姜梨面不改色心不跳:“当然。”她指控的可不止尤易廉,还有他背后那尊大佛。
这话可不能轻易说。
思及此,苏局长起身看了看门外窗外,没有人偷听,才放下心来。
问的第一句话就是:“弟妹,你说的是尤易廉还是胡书记?”
“是尤易廉。”姜梨说:“我爸出事那回”
姜父出事的那辆车,确实是因为尤易廉喝酒了,导致货车侧翻,然后二把子山上的那窝劫道的,把车上的货物一扫而光。
姜父受了伤,但并没有一开始就昏迷过去,听到了尤易廉斥责那些人。
语气中的亲昵令他心惊,后来尤易廉甚至想杀姜父灭口,只不过恰巧有别的车路过,才只得作罢。
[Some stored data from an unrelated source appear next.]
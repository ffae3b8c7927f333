//! Access interception and request tracing

use std::sync::Arc;

use axum::{
    extract::{Request, State},
    http::{header, HeaderMap},
    middleware::Next,
    response::Response,
};
use courier_access::AccessDecision;
use tower_http::classify::{ServerErrorsAsFailures, SharedClassifier};
use tower_http::trace::{DefaultMakeSpan, DefaultOnRequest, DefaultOnResponse, TraceLayer};
use tracing::{error, warn, Level};

use crate::error::GatewayError;
use crate::state::GatewayState;

/// Identity of an authorized caller, inserted into the request extensions.
#[derive(Debug, Clone, Copy, PartialEq, Eq)]
pub struct Caller {
    pub user_id: i64,
}

/// Gate every operation behind the external authorization check.
///
/// The operation name passed to the check is the request path. The handler
/// only runs for an `Allowed` verdict.
pub async fn access_interceptor(
    State(state): State<Arc<GatewayState>>,
    mut request: Request,
    next: Next,
) -> Result<Response, GatewayError> {
    let credential = bearer_credential(request.headers())
        .ok_or(GatewayError::Unauthenticated)?
        .to_owned();
    let operation = request.uri().path().to_owned();

    match state.access_checker().check(&credential, &operation).await {
        Ok(AccessDecision::Allowed { user_id }) => {
            request.extensions_mut().insert(Caller { user_id });
            Ok(next.run(request).await)
        }
        Ok(AccessDecision::Denied { reason }) => {
            warn!(operation, %reason, "access denied");
            Err(GatewayError::PermissionDenied)
        }
        Err(err) => {
            error!(operation, error = %err, "access check failed");
            Err(GatewayError::AccessUnavailable)
        }
    }
}

fn bearer_credential(headers: &HeaderMap) -> Option<&str> {
    headers
        .get(header::AUTHORIZATION)
        .and_then(|value| value.to_str().ok())
        .and_then(|value| value.strip_prefix("Bearer "))
        .map(str::trim)
        .filter(|token| !token.is_empty())
}

/// Create tracing middleware
pub fn create_trace_middleware() -> TraceLayer<SharedClassifier<ServerErrorsAsFailures>> {
    TraceLayer::new_for_http()
        .make_span_with(DefaultMakeSpan::new().level(Level::INFO))
        .on_request(DefaultOnRequest::new().level(Level::DEBUG))
        .on_response(DefaultOnResponse::new().level(Level::INFO))
}
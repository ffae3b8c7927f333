//! Transaction coordination for multi-statement writes.
//!
//! Every mutating operation runs inside exactly one [`UnitOfWork`], opened by
//! [`TransactionCoordinator::run_unit`] at read-committed isolation. The unit
//! is handed to the enclosed work by value and handed back together with the
//! work's outcome; the coordinator then commits on `Ok` and rolls back on
//! `Err`. Dropping an unfinished unit (for example when a request deadline
//! cancels the surrounding future) rolls it back.

use std::fmt;
use std::future::Future;

use sqlx::{Any, AnyConnection, AnyPool, Transaction};
use tracing::{debug, error};

use crate::connection::{DatabaseConnection, DatabaseKind};
use crate::types::{TransactionError, UnitError};

/// Isolation applied to every unit of work.
#[derive(Debug, Clone, Copy, PartialEq, Eq)]
pub enum IsolationLevel {
    ReadCommitted,
}

impl IsolationLevel {
    /// Statement establishing this level right after `BEGIN`.
    ///
    /// SQLite transactions are always serializable, which is stronger than
    /// read committed, so nothing is issued there.
    fn statement(self, kind: DatabaseKind) -> Option<&'static str> {
        match (self, kind) {
            (Self::ReadCommitted, DatabaseKind::Postgres) => {
                Some("SET TRANSACTION ISOLATION LEVEL READ COMMITTED")
            }
            (Self::ReadCommitted, DatabaseKind::Sqlite) => None,
        }
    }
}

/// An open transaction. Only the coordinator creates one.
pub struct UnitOfWork {
    tx: Transaction<'static, Any>,
}

impl UnitOfWork {
    /// Connection every statement of the unit must run on.
    pub fn connection(&mut self) -> &mut AnyConnection {
        &mut self.tx
    }

    pub async fn commit(self) -> Result<(), TransactionError> {
        self.tx.commit().await.map_err(TransactionError::Commit)
    }

    pub async fn rollback(self) -> Result<(), sqlx::Error> {
        self.tx.rollback().await
    }
}

impl fmt::Debug for UnitOfWork {
    fn fmt(&self, f: &mut fmt::Formatter<'_>) -> fmt::Result {
        f.debug_struct("UnitOfWork").finish_non_exhaustive()
    }
}

#[derive(Clone)]
pub struct TransactionCoordinator {
    pool: AnyPool,
    kind: DatabaseKind,
    isolation: IsolationLevel,
}

impl TransactionCoordinator {
    pub fn new(connection: &DatabaseConnection) -> Self {
        Self {
            pool: connection.pool().clone(),
            kind: connection.kind(),
            isolation: IsolationLevel::ReadCommitted,
        }
    }

    pub fn isolation(&self) -> IsolationLevel {
        self.isolation
    }

    /// Open a unit of work at the coordinator's isolation level.
    pub async fn begin(&self) -> Result<UnitOfWork, TransactionError> {
        let mut tx = self.pool.begin().await.map_err(TransactionError::Begin)?;

        if let Some(statement) = self.isolation.statement(self.kind) {
            sqlx::query(statement)
                .execute(&mut *tx)
                .await
                .map_err(TransactionError::Isolation)?;
        }

        Ok(UnitOfWork { tx })
    }

    /// Run `work` inside one unit of work named `op`.
    ///
    /// `work` never runs when the unit cannot be opened. A failed rollback is
    /// logged and reported next to the work error, never instead of it.
    pub async fn run_unit<T, E, F, Fut>(&self, op: &'static str, work: F) -> Result<T, UnitError<E>>
    where
        F: FnOnce(UnitOfWork) -> Fut,
        Fut: Future<Output = (UnitOfWork, Result<T, E>)>,
        E: fmt::Display,
    {
        let unit = self
            .begin()
            .await
            .map_err(|source| UnitError::Transaction { op, source })?;

        let (unit, outcome) = work(unit).await;

        match outcome {
            Ok(value) => {
                unit.commit()
                    .await
                    .map_err(|source| UnitError::Transaction { op, source })?;
                debug!(op, "unit of work committed");
                Ok(value)
            }
            Err(source) => {
                let rollback = match unit.rollback().await {
                    Ok(()) => None,
                    Err(err) => {
                        error!(op, error = %err, work_error = %source, "failed to roll back unit of work");
                        Some(err)
                    }
                };
                debug!(op, error = %source, "unit of work rolled back");
                Err(UnitError::Work {
                    op,
                    source,
                    rollback,
                })
            }
        }
    }
}

#[cfg(test)]
mod tests {
    use super::*;

    #[test]
    fn read_committed_is_only_issued_on_postgres() {
        let level = IsolationLevel::ReadCommitted;
        assert_eq!(
            level.statement(DatabaseKind::Postgres),
            Some("SET TRANSACTION ISOLATION LEVEL READ COMMITTED")
        );
        assert_eq!(level.statement(DatabaseKind::Sqlite), None);
    }
}
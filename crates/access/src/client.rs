use async_trait::async_trait;
use courier_config::AccessConfig;
use reqwest::header::AUTHORIZATION;
use reqwest::StatusCode;
use serde::{Deserialize, Serialize};
use tracing::{debug, warn};

use crate::{AccessChecker, AccessDecision, AccessError, AccessResult, UserDirectory};

pub const CHECK_PATH: &str = "/access_v1.Access/Check";
pub const RESOLVE_USERNAMES_PATH: &str = "/user_v1.User/ResolveUsernames";

/// HTTP client for the authorization service and the user directory.
#[derive(Clone)]
pub struct HttpAccessClient {
    http: reqwest::Client,
    base_url: String,
}

#[derive(Serialize)]
struct CheckRequest<'a> {
    endpoint: &'a str,
}

#[derive(Deserialize)]
struct CheckResponse {
    user_id: i64,
}

#[derive(Serialize)]
struct ResolveRequest<'a> {
    usernames: &'a [String],
}

#[derive(Deserialize)]
struct ResolveResponse {
    ids: Vec<i64>,
}

impl HttpAccessClient {
    pub fn new(config: &AccessConfig) -> AccessResult<Self> {
        let http = reqwest::Client::builder()
            .user_agent("courier-backend")
            .timeout(config.request_timeout())
            .build()?;

        Ok(Self {
            http,
            base_url: config.base_url.trim_end_matches('/').to_string(),
        })
    }

    fn url(&self, path: &str) -> String {
        format!("{}{}", self.base_url, path)
    }
}

#[async_trait]
impl AccessChecker for HttpAccessClient {
    async fn check(&self, credential: &str, operation: &str) -> AccessResult<AccessDecision> {
        let response = self
            .http
            .post(self.url(CHECK_PATH))
            .header(AUTHORIZATION, format!("Bearer {credential}"))
            .json(&CheckRequest {
                endpoint: operation,
            })
            .send()
            .await?;

        match response.status() {
            StatusCode::OK => {
                let body: CheckResponse = response.json().await?;
                debug!(operation, user_id = body.user_id, "access granted");
                Ok(AccessDecision::Allowed {
                    user_id: body.user_id,
                })
            }
            StatusCode::UNAUTHORIZED | StatusCode::FORBIDDEN => {
                let reason = response.text().await.unwrap_or_default();
                debug!(operation, %reason, "access denied");
                Ok(AccessDecision::Denied { reason })
            }
            status => {
                warn!(operation, %status, "access check returned unexpected status");
                Err(AccessError::Protocol {
                    endpoint: CHECK_PATH,
                    detail: format!("status {status}"),
                })
            }
        }
    }
}

#[async_trait]
impl UserDirectory for HttpAccessClient {
    async fn resolve_usernames(&self, usernames: &[String]) -> AccessResult<Vec<i64>> {
        if usernames.is_empty() {
            return Ok(Vec::new());
        }

        let response = self
            .http
            .post(self.url(RESOLVE_USERNAMES_PATH))
            .json(&ResolveRequest { usernames })
            .send()
            .await?;

        match response.status() {
            StatusCode::OK => {
                let body: ResolveResponse = response.json().await?;
                if body.ids.len() != usernames.len() {
                    return Err(AccessError::Protocol {
                        endpoint: RESOLVE_USERNAMES_PATH,
                        detail: format!(
                            "expected {} ids, got {}",
                            usernames.len(),
                            body.ids.len()
                        ),
                    });
                }
                Ok(body.ids)
            }
            StatusCode::NOT_FOUND => {
                let name = response.text().await.unwrap_or_default();
                Err(AccessError::UnknownUser(name))
            }
            status => Err(AccessError::Protocol {
                endpoint: RESOLVE_USERNAMES_PATH,
                detail: format!("status {status}"),
            }),
        }
    }
}

#[cfg(test)]
mod tests {
    use super::*;
    use std::time::Duration;
    use wiremock::matchers::{body_json, header, method, path};
    use wiremock::{Mock, MockServer, ResponseTemplate};

    fn test_client(base_url: &str) -> HttpAccessClient {
        HttpAccessClient::new(&AccessConfig {
            base_url: format!("{base_url}/"),
            request_timeout_seconds: 1,
        })
        .unwrap()
    }

    #[tokio::test]
    async fn check_forwards_credential_and_operation() {
        let server = MockServer::start().await;

        Mock::given(method("POST"))
            .and(path(CHECK_PATH))
            .and(header("authorization", "Bearer token-1"))
            .and(body_json(serde_json::json!({ "endpoint": "/chat_v1.Chat/Create" })))
            .respond_with(ResponseTemplate::new(200).set_body_json(serde_json::json!({ "user_id": 42 })))
            .expect(1)
            .mount(&server)
            .await;

        let decision = test_client(&server.uri())
            .check("token-1", "/chat_v1.Chat/Create")
            .await
            .unwrap();

        assert_eq!(decision, AccessDecision::Allowed { user_id: 42 });
    }

    #[tokio::test]
    async fn check_maps_forbidden_to_denied() {
        let server = MockServer::start().await;

        Mock::given(method("POST"))
            .and(path(CHECK_PATH))
            .respond_with(ResponseTemplate::new(403).set_body_string("role lacks access"))
            .mount(&server)
            .await;

        let decision = test_client(&server.uri())
            .check("token-2", "/chat_v1.Chat/Delete")
            .await
            .unwrap();

        assert_eq!(
            decision,
            AccessDecision::Denied {
                reason: "role lacks access".into()
            }
        );
    }

    #[tokio::test]
    async fn check_treats_server_errors_as_protocol_failures() {
        let server = MockServer::start().await;

        Mock::given(method("POST"))
            .and(path(CHECK_PATH))
            .respond_with(ResponseTemplate::new(500))
            .mount(&server)
            .await;

        let err = test_client(&server.uri())
            .check("token-3", "/chat_v1.Chat/SendMessage")
            .await
            .unwrap_err();

        assert!(matches!(err, AccessError::Protocol { endpoint: CHECK_PATH, .. }));
    }

    #[tokio::test]
    async fn check_times_out_as_transport_failure() {
        let server = MockServer::start().await;

        Mock::given(method("POST"))
            .and(path(CHECK_PATH))
            .respond_with(
                ResponseTemplate::new(200)
                    .set_body_json(serde_json::json!({ "user_id": 1 }))
                    .set_delay(Duration::from_secs(3)),
            )
            .mount(&server)
            .await;

        let err = test_client(&server.uri())
            .check("slow", "/chat_v1.Chat/Create")
            .await
            .unwrap_err();

        assert!(matches!(err, AccessError::Transport(_)));
    }

    #[tokio::test]
    async fn resolve_preserves_order() {
        let server = MockServer::start().await;

        Mock::given(method("POST"))
            .and(path(RESOLVE_USERNAMES_PATH))
            .and(body_json(serde_json::json!({ "usernames": ["bob", "alice"] })))
            .respond_with(ResponseTemplate::new(200).set_body_json(serde_json::json!({ "ids": [2, 1] })))
            .mount(&server)
            .await;

        let ids = test_client(&server.uri())
            .resolve_usernames(&["bob".to_string(), "alice".to_string()])
            .await
            .unwrap();

        assert_eq!(ids, vec![2, 1]);
    }

    #[tokio::test]
    async fn resolve_reports_unknown_user() {
        let server = MockServer::start().await;

        Mock::given(method("POST"))
            .and(path(RESOLVE_USERNAMES_PATH))
            .respond_with(ResponseTemplate::new(404).set_body_string("mallory"))
            .mount(&server)
            .await;

        let err = test_client(&server.uri())
            .resolve_usernames(&["mallory".to_string()])
            .await
            .unwrap_err();

        assert!(matches!(err, AccessError::UnknownUser(name) if name == "mallory"));
    }

    #[tokio::test]
    async fn resolve_rejects_short_answers() {
        let server = MockServer::start().await;

        Mock::given(method("POST"))
            .and(path(RESOLVE_USERNAMES_PATH))
            .respond_with(ResponseTemplate::new(200).set_body_json(serde_json::json!({ "ids": [1] })))
            .mount(&server)
            .await;

        let err = test_client(&server.uri())
            .resolve_usernames(&["a".to_string(), "b".to_string()])
            .await
            .unwrap_err();

        assert!(matches!(err, AccessError::Protocol { .. }));
    }

    #[tokio::test]
    async fn resolve_skips_the_call_for_no_names() {
        let server = MockServer::start().await;

        Mock::given(method("POST"))
            .respond_with(ResponseTemplate::new(500))
            .expect(0)
            .mount(&server)
            .await;

        let ids = test_client(&server.uri()).resolve_usernames(&[]).await.unwrap();
        assert!(ids.is_empty());
    }
}
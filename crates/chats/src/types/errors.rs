//! Error types for the chat system.

use std::fmt;

use courier_database::{TransactionError, UnitError};
use thiserror::Error;

/// Result type alias for chat operations
pub type ChatResult<T> = Result<T, ChatError>;

/// Result type alias for single store or audit statements
pub type StoreResult<T> = Result<T, StoreError>;

/// A single statement against the chat or audit tables failed.
#[derive(Debug, Error)]
#[error("{statement}: {source}")]
pub struct StoreError {
    pub statement: &'static str,
    #[source]
    pub source: sqlx::Error,
}

impl StoreError {
    /// Adapter for `map_err` naming the failed statement.
    pub fn on(statement: &'static str) -> impl FnOnce(sqlx::Error) -> StoreError {
        move |source| StoreError { statement, source }
    }
}

/// Step of a chat operation, used to name where a unit of work failed.
#[derive(Debug, Clone, Copy, PartialEq, Eq)]
pub enum Step {
    InsertChat,
    InsertParticipants,
    DeleteParticipants,
    DeleteMessages,
    DeleteChat,
    InsertMessage,
    AppendAudit,
}

impl Step {
    pub fn as_str(self) -> &'static str {
        match self {
            Step::InsertChat => "insert chat",
            Step::InsertParticipants => "insert participants",
            Step::DeleteParticipants => "delete participants",
            Step::DeleteMessages => "delete messages",
            Step::DeleteChat => "delete chat",
            Step::InsertMessage => "insert message",
            Step::AppendAudit => "append audit entry",
        }
    }
}

impl fmt::Display for Step {
    fn fmt(&self, f: &mut fmt::Formatter<'_>) -> fmt::Result {
        f.write_str(self.as_str())
    }
}

/// Failure of one step inside a unit of work.
#[derive(Debug, Error)]
pub enum StepError {
    #[error("{step} failed: {source}")]
    Store { step: Step, source: StoreError },

    #[error("audit append failed: {0}")]
    Audit(StoreError),
}

impl StepError {
    pub fn store(step: Step) -> impl FnOnce(StoreError) -> StepError {
        move |source| StepError::Store { step, source }
    }
}

/// Main error type for the chat system
#[derive(Debug, Error)]
pub enum ChatError {
    #[error("{op}: {source}")]
    Transaction {
        op: &'static str,
        source: TransactionError,
    },

    #[error("{op}: {step} failed: {source}")]
    Store {
        op: &'static str,
        step: Step,
        source: StoreError,
        rollback: Option<sqlx::Error>,
    },

    #[error("{op}: audit append failed: {source}")]
    Audit {
        op: &'static str,
        source: StoreError,
        rollback: Option<sqlx::Error>,
    },
}

impl ChatError {
    pub fn op(&self) -> &'static str {
        match self {
            ChatError::Transaction { op, .. }
            | ChatError::Store { op, .. }
            | ChatError::Audit { op, .. } => op,
        }
    }

    /// Step that aborted the unit, if the work itself failed.
    pub fn failed_step(&self) -> Option<Step> {
        match self {
            ChatError::Transaction { .. } => None,
            ChatError::Store { step, .. } => Some(*step),
            ChatError::Audit { .. } => Some(Step::AppendAudit),
        }
    }

    pub fn rollback_error(&self) -> Option<&sqlx::Error> {
        match self {
            ChatError::Transaction { .. } => None,
            ChatError::Store { rollback, .. } | ChatError::Audit { rollback, .. } => {
                rollback.as_ref()
            }
        }
    }
}

impl From<UnitError<StepError>> for ChatError {
    fn from(err: UnitError<StepError>) -> Self {
        match err {
            UnitError::Transaction { op, source } => ChatError::Transaction { op, source },
            UnitError::Work {
                op,
                source: StepError::Store { step, source },
                rollback,
            } => ChatError::Store {
                op,
                step,
                source,
                rollback,
            },
            UnitError::Work {
                op,
                source: StepError::Audit(source),
                rollback,
            } => ChatError::Audit {
                op,
                source,
                rollback,
            },
        }
    }
}
use std::fmt;
use std::str::FromStr;

use chrono::{DateTime, Utc};
use serde::{Deserialize, Serialize};
use thiserror::Error;

/// Mutating action recorded in the audit log.
#[derive(Debug, Clone, Copy, PartialEq, Eq, Hash, Serialize, Deserialize)]
#[serde(rename_all = "kebab-case")]
pub enum AuditAction {
    ChatCreated,
    ChatDeleted,
    MessageSent,
}

impl AuditAction {
    pub fn as_str(self) -> &'static str {
        match self {
            AuditAction::ChatCreated => "chat-created",
            AuditAction::ChatDeleted => "chat-deleted",
            AuditAction::MessageSent => "message-sent",
        }
    }
}

impl fmt::Display for AuditAction {
    fn fmt(&self, f: &mut fmt::Formatter<'_>) -> fmt::Result {
        f.write_str(self.as_str())
    }
}

#[derive(Debug, Clone, PartialEq, Eq, Error)]
#[error("unknown audit action `{0}`")]
pub struct UnknownAuditAction(pub String);

impl FromStr for AuditAction {
    type Err = UnknownAuditAction;

    fn from_str(s: &str) -> Result<Self, Self::Err> {
        match s {
            "chat-created" => Ok(AuditAction::ChatCreated),
            "chat-deleted" => Ok(AuditAction::ChatDeleted),
            "message-sent" => Ok(AuditAction::MessageSent),
            other => Err(UnknownAuditAction(other.to_string())),
        }
    }
}

/// Stored audit record. Append-only.
#[derive(Debug, Clone, PartialEq, Eq, Serialize, Deserialize)]
pub struct AuditEntry {
    pub id: i64,
    pub action: AuditAction,
    /// Actor
    pub user_id: i64,
    pub created_at: DateTime<Utc>,
}

#[derive(Debug, Clone, PartialEq, Eq)]
pub struct NewAuditEntry {
    pub action: AuditAction,
    pub user_id: i64,
    pub created_at: DateTime<Utc>,
}

impl NewAuditEntry {
    /// Entry stamped with the current time.
    pub fn now(action: AuditAction, user_id: i64) -> Self {
        Self {
            action,
            user_id,
            created_at: Utc::now(),
        }
    }
}

#[cfg(test)]
mod tests {
    use super::*;

    #[test]
    fn action_tags_parse_back() {
        for action in [
            AuditAction::ChatCreated,
            AuditAction::ChatDeleted,
            AuditAction::MessageSent,
        ] {
            assert_eq!(action.as_str().parse::<AuditAction>(), Ok(action));
        }
        assert!("create_chat".parse::<AuditAction>().is_err());
    }

    #[test]
    fn unknown_action_is_an_error_naming_the_tag() {
        let err = "create_chat".parse::<AuditAction>().unwrap_err();
        assert_eq!(err.to_string(), "unknown audit action `create_chat`");

        let boxed: Box<dyn std::error::Error> = Box::new(err);
        assert!(boxed.source().is_none());
    }

    #[test]
    fn serde_uses_the_stored_tags() {
        let json = serde_json::to_string(&AuditAction::MessageSent).unwrap();
        assert_eq!(json, "\"message-sent\"");
    }
}
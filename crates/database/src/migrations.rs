//! Database migrations

use anyhow::Context;
use sqlx::migrate::Migrator;
use tracing::info;

use crate::connection::{DatabaseConnection, DatabaseKind};

pub static POSTGRES_MIGRATOR: Migrator = sqlx::migrate!("./migrations/postgres");
pub static SQLITE_MIGRATOR: Migrator = sqlx::migrate!("./migrations/sqlite");

/// Embedded migrations for the given backend.
pub fn migrator(kind: DatabaseKind) -> &'static Migrator {
    match kind {
        DatabaseKind::Postgres => &POSTGRES_MIGRATOR,
        DatabaseKind::Sqlite => &SQLITE_MIGRATOR,
    }
}

/// Run database migrations
pub async fn run_migrations(connection: &DatabaseConnection) -> anyhow::Result<()> {
    migrator(connection.kind())
        .run(connection.pool())
        .await
        .context("database migrations failed")?;
    info!(backend = connection.kind().as_str(), "database migrations applied");
    Ok(())
}
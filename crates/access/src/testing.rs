//! In-process substitutes for the access collaborators.

use std::collections::HashMap;
use std::sync::{Mutex, PoisonError};

use async_trait::async_trait;

use crate::{AccessChecker, AccessDecision, AccessError, AccessResult, UserDirectory};

/// One recorded call to [`AccessChecker::check`].
#[derive(Debug, Clone, PartialEq, Eq)]
pub struct CheckCall {
    pub credential: String,
    pub operation: String,
}

enum Verdict {
    Allow(i64),
    Deny(String),
    Unavailable,
}

/// Access checker with a fixed verdict that records every call it receives.
pub struct RecordingAccessChecker {
    verdict: Verdict,
    calls: Mutex<Vec<CheckCall>>,
}

impl RecordingAccessChecker {
    fn with(verdict: Verdict) -> Self {
        Self {
            verdict,
            calls: Mutex::new(Vec::new()),
        }
    }

    /// Approves every call as `user_id`.
    pub fn allowing(user_id: i64) -> Self {
        Self::with(Verdict::Allow(user_id))
    }

    pub fn denying(reason: impl Into<String>) -> Self {
        Self::with(Verdict::Deny(reason.into()))
    }

    /// Fails every call as if the service could not be reached.
    pub fn unavailable() -> Self {
        Self::with(Verdict::Unavailable)
    }

    pub fn calls(&self) -> Vec<CheckCall> {
        self.calls
            .lock()
            .unwrap_or_else(PoisonError::into_inner)
            .clone()
    }
}

#[async_trait]
impl AccessChecker for RecordingAccessChecker {
    async fn check(&self, credential: &str, operation: &str) -> AccessResult<AccessDecision> {
        self.calls
            .lock()
            .unwrap_or_else(PoisonError::into_inner)
            .push(CheckCall {
                credential: credential.to_string(),
                operation: operation.to_string(),
            });

        match &self.verdict {
            Verdict::Allow(user_id) => Ok(AccessDecision::Allowed { user_id: *user_id }),
            Verdict::Deny(reason) => Ok(AccessDecision::Denied {
                reason: reason.clone(),
            }),
            Verdict::Unavailable => Err(AccessError::Protocol {
                endpoint: crate::CHECK_PATH,
                detail: "service unavailable".to_string(),
            }),
        }
    }
}

/// User directory backed by a fixed name to id table.
#[derive(Debug, Clone, Default)]
pub struct StaticDirectory {
    users: HashMap<String, i64>,
}

impl StaticDirectory {
    pub fn new<I, S>(users: I) -> Self
    where
        I: IntoIterator<Item = (S, i64)>,
        S: Into<String>,
    {
        Self {
            users: users
                .into_iter()
                .map(|(name, id)| (name.into(), id))
                .collect(),
        }
    }
}

#[async_trait]
impl UserDirectory for StaticDirectory {
    async fn resolve_usernames(&self, usernames: &[String]) -> AccessResult<Vec<i64>> {
        usernames
            .iter()
            .map(|name| {
                self.users
                    .get(name)
                    .copied()
                    .ok_or_else(|| AccessError::UnknownUser(name.clone()))
            })
            .collect()
    }
}
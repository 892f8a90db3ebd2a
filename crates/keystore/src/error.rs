//! Error types for key store operations

/// Errors from key store operations.
#[derive(Debug, thiserror::Error)]
pub enum Error {
    /// A record with the same value already exists.
    #[error("key already present: {0}")]
    Conflict(String),

    #[error("key store I/O error: {0}")]
    Io(String),

    #[error("key store parse error: {0}")]
    Parse(String),
}

/// Result alias for key store operations.
pub type Result<T> = std::result::Result<T, Error>;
后来被队里问责的时候,姜父一口咬定自己当时就昏过去了。
就这尤易廉也没打算放过他们。
知道了姜父隐藏着的秘密,姜梨也就弄清楚了尤易廉前段时间的行事。
他之所以这么闹,一是为了搞臭姜家的名声,以便事发时,姜父说的话不会有人相信。
二就是想要折腾姜家,看姜父会不会露出马脚来,只不过被姜梨借着身份反将了一军,明面上不敢再做什么了。
听完以后,苏局长的那个脸啊,黑黢黢的,老吓人了。
良久,他张了张嘴,只说了一句:“我知道了。”
姜梨也没多问,点了点头:“那就好,我先走了,再晚赶不上车了。”
今天她是搭苏局长的车回来的,没骑自行车,只能坐公交回去。
“我送你吧”苏局长说。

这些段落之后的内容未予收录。